*Materials provided*
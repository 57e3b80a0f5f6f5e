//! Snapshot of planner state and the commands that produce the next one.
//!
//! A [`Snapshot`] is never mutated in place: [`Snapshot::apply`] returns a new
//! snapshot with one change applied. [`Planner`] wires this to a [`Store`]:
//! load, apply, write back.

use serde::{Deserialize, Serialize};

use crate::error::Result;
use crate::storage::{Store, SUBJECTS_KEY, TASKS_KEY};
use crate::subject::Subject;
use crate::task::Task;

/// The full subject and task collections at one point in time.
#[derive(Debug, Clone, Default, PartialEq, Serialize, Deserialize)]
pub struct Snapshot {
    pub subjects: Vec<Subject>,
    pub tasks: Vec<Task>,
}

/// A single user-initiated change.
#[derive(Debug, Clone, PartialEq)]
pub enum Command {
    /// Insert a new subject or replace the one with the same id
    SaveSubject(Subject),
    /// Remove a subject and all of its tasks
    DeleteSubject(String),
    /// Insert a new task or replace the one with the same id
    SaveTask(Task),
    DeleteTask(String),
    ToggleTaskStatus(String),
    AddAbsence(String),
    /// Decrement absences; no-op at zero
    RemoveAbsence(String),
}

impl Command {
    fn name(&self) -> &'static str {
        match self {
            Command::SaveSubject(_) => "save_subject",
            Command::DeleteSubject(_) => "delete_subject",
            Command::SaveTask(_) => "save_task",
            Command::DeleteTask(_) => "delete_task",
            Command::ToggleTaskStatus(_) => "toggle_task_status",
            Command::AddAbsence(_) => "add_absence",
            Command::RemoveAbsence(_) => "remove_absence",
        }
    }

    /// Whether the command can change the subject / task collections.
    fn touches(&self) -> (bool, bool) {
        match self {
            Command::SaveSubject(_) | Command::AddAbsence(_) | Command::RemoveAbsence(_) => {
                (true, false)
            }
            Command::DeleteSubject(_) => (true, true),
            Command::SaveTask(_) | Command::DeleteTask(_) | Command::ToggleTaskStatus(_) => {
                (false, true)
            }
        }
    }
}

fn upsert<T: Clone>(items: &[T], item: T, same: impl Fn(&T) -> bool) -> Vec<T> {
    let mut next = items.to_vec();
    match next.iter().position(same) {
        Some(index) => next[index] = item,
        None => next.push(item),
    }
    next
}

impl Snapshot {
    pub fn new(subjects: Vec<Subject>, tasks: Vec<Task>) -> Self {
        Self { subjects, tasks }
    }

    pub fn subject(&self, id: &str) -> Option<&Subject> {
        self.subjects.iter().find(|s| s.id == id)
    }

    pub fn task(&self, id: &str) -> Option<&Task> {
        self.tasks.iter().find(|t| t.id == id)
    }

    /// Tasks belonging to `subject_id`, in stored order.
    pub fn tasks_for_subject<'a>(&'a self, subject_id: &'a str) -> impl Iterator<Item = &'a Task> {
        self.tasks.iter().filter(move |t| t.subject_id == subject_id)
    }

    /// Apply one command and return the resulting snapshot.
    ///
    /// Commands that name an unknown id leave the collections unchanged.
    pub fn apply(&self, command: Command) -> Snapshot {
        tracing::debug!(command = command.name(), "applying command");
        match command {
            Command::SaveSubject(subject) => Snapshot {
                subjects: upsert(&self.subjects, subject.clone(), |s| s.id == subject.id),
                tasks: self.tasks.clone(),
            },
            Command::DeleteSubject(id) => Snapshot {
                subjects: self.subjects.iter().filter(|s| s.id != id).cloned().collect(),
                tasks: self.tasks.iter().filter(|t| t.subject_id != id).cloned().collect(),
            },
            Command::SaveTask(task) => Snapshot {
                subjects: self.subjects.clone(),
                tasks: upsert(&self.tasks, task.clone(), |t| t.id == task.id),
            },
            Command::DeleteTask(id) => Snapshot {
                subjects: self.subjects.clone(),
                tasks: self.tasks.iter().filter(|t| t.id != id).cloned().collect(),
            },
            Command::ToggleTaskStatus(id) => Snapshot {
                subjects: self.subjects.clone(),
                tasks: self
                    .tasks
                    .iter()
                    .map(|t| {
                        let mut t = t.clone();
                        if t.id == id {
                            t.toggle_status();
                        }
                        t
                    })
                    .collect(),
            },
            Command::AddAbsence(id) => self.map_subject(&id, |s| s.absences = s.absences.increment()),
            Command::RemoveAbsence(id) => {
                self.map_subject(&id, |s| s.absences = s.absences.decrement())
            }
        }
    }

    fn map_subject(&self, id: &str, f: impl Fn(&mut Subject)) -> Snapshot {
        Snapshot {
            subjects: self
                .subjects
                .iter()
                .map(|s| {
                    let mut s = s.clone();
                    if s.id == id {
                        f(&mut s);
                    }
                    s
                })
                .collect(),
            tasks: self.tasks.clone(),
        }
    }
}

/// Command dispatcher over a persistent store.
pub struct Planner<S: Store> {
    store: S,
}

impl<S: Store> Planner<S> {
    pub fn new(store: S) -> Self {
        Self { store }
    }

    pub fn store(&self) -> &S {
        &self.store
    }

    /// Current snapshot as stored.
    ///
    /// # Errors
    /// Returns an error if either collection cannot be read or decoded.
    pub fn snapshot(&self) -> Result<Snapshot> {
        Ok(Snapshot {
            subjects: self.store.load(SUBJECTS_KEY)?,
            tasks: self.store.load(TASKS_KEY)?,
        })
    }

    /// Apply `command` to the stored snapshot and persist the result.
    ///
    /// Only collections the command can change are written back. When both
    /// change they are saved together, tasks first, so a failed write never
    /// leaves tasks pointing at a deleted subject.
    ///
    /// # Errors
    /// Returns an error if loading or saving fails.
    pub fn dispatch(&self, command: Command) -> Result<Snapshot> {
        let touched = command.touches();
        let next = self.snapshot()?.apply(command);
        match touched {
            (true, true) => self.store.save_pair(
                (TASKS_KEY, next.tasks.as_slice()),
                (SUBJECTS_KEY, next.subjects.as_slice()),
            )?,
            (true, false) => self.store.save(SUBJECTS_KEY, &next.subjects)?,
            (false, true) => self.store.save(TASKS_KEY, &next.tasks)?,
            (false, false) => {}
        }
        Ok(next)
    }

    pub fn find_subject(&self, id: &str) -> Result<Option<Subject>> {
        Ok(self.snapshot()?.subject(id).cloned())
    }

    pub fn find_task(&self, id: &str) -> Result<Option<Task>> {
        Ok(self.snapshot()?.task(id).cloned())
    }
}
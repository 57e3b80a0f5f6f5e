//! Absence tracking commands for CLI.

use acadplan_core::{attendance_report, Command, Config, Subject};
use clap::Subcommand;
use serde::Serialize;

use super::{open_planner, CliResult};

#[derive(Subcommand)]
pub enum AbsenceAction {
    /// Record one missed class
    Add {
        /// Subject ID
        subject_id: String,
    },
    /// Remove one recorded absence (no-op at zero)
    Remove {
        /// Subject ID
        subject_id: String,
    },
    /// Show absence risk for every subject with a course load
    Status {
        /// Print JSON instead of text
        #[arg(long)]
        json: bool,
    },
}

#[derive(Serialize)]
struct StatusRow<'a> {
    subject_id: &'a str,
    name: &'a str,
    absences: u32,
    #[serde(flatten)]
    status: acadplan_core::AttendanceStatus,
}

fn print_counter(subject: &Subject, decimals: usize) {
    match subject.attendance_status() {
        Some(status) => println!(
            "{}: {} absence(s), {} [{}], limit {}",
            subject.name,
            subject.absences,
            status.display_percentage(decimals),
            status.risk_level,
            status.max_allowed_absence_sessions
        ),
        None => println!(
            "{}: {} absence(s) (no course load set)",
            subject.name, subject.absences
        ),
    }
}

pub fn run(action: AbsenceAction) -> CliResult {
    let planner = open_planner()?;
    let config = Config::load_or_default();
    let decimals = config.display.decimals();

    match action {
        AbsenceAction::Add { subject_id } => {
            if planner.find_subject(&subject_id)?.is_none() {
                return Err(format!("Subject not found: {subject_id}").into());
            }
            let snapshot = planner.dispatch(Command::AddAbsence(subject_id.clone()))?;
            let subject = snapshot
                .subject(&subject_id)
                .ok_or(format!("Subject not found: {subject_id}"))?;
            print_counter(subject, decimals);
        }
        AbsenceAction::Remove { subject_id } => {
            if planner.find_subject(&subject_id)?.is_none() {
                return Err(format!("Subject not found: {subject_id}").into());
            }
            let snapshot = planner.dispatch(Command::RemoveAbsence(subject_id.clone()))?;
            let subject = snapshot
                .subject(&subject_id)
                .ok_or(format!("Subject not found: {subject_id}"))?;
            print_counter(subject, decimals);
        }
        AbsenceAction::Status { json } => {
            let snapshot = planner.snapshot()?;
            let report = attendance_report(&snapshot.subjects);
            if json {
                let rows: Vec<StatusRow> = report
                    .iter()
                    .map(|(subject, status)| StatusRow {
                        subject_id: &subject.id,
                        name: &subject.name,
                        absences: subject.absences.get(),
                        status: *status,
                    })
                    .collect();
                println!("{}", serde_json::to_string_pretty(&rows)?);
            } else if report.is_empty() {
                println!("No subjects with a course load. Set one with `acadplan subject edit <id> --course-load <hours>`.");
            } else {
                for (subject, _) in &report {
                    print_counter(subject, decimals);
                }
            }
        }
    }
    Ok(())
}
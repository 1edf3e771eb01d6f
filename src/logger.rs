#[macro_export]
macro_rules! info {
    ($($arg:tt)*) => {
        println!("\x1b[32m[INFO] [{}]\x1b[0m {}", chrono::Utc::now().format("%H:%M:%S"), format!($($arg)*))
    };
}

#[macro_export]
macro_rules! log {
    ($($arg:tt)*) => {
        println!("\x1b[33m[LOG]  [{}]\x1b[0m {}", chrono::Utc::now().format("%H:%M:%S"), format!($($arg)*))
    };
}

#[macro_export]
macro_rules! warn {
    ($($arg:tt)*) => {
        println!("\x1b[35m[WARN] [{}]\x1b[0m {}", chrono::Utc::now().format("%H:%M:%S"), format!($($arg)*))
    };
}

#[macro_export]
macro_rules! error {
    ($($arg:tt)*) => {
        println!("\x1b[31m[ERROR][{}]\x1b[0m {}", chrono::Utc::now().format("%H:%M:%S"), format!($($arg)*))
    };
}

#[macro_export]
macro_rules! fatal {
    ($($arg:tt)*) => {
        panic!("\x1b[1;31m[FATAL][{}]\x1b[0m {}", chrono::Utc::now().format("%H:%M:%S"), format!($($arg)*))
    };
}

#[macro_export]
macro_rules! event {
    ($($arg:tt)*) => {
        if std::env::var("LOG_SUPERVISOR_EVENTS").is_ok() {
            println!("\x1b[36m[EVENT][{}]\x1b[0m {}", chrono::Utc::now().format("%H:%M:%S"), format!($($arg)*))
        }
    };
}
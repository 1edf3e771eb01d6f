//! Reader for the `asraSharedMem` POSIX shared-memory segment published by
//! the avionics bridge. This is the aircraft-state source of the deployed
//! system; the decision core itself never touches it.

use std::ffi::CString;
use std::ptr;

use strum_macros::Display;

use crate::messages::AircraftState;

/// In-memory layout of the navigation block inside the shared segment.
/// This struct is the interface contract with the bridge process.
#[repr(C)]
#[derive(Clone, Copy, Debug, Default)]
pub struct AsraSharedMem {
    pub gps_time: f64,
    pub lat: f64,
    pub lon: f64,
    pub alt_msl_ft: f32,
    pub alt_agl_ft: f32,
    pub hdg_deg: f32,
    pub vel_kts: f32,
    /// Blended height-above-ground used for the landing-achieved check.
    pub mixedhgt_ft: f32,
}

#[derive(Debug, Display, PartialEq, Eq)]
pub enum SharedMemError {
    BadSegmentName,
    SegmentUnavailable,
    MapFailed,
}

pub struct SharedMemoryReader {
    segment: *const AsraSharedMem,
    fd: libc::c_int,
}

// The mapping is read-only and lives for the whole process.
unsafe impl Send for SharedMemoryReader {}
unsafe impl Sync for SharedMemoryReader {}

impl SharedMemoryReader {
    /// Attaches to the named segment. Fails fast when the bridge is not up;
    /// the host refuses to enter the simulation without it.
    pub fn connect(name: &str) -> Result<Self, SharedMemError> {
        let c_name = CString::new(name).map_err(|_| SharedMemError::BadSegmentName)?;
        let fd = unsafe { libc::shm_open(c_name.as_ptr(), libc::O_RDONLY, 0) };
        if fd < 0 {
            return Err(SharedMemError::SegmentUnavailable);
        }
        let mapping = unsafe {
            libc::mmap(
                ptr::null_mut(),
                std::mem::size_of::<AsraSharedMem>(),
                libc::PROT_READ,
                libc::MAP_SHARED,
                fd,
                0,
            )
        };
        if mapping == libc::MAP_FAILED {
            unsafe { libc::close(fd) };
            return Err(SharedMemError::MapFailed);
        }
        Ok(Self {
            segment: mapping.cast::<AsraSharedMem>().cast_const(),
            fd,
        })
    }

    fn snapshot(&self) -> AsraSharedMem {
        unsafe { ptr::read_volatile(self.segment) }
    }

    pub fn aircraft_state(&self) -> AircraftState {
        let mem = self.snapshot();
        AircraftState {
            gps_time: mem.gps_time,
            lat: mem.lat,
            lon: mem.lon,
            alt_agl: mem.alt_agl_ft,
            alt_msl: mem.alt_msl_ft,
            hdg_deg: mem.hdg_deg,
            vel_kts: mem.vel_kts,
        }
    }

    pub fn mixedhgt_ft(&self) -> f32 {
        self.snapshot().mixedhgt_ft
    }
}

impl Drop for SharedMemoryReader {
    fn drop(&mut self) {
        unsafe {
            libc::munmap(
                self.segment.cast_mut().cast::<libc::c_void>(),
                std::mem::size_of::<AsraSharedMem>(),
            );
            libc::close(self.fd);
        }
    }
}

*Exercise*
Reply with the number of lines in the entries that hold the word "derive", and add no other words.

*Solution to the problem*
6